• _Exercise directions_: Determine how many lines of the listing below hold the string "joined", then state that number alone.

• _Provided records_:
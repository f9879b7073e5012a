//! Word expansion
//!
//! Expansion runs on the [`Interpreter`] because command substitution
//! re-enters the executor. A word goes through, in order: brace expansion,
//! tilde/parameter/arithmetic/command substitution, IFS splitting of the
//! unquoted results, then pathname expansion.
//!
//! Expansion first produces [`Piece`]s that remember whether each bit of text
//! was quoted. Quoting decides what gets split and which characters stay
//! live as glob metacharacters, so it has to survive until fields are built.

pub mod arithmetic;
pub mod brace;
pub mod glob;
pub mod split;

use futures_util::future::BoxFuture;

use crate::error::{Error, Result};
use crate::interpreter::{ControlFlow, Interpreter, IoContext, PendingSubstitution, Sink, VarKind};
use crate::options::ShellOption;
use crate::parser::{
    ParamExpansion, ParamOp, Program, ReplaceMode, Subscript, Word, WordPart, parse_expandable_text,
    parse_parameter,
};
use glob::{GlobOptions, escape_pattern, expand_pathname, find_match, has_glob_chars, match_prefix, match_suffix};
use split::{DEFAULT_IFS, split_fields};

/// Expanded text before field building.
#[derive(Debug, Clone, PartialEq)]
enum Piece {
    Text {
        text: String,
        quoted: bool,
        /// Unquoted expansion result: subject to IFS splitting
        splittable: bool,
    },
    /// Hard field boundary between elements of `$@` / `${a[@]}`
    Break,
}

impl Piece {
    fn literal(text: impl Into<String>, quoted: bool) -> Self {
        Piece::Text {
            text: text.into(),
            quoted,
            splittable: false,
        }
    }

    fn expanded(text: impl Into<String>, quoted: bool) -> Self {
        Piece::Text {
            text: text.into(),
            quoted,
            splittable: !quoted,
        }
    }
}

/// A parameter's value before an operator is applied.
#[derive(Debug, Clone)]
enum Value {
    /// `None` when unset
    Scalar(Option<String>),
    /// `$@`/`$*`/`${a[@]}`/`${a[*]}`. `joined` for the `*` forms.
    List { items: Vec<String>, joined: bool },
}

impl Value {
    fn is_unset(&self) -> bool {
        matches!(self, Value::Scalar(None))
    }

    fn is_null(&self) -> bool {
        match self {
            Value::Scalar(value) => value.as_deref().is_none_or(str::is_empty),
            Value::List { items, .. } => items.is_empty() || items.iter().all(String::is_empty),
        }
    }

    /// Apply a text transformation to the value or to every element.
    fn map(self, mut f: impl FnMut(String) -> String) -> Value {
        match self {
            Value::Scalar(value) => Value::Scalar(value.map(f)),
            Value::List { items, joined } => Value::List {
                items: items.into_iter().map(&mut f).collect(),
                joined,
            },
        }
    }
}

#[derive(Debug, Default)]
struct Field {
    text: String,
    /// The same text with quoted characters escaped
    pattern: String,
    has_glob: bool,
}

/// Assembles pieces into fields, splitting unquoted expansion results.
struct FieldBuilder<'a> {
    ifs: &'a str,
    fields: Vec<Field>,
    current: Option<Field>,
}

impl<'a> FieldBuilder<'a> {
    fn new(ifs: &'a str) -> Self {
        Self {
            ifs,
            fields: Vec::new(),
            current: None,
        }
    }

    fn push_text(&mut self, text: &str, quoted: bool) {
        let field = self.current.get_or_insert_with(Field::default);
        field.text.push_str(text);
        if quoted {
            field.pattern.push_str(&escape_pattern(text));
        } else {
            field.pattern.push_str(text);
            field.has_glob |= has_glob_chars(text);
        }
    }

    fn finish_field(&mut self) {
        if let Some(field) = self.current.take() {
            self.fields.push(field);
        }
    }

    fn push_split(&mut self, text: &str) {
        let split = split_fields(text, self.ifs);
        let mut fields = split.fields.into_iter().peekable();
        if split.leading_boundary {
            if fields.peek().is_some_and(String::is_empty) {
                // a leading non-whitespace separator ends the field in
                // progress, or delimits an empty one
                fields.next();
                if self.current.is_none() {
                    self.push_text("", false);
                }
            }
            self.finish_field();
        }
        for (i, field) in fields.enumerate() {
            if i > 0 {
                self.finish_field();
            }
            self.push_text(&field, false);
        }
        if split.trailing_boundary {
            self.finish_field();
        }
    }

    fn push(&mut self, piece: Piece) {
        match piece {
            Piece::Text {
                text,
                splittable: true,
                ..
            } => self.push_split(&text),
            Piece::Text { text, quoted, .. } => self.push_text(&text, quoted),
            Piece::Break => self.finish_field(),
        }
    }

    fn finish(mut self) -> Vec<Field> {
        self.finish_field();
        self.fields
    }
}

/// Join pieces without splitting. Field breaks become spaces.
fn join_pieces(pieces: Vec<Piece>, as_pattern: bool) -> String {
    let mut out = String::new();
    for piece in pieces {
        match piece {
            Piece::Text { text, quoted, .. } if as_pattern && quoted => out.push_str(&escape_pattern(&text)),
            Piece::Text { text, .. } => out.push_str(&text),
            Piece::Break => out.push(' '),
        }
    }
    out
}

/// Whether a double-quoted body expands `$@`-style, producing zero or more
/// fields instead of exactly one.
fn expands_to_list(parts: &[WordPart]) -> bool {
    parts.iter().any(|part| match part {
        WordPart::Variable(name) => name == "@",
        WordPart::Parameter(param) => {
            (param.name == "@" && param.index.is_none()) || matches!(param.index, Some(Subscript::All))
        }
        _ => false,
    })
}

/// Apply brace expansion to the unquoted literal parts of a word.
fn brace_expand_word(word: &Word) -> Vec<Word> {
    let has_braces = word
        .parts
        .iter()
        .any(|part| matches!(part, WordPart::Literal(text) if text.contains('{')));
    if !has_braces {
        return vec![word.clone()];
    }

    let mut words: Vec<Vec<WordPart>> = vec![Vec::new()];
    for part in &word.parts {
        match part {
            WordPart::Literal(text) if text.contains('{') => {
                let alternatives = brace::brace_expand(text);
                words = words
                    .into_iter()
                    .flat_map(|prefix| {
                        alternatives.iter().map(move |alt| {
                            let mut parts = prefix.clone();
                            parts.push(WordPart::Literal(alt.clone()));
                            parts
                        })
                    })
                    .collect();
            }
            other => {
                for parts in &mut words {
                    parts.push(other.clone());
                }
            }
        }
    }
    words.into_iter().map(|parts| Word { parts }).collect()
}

• _Exercise solution_: 4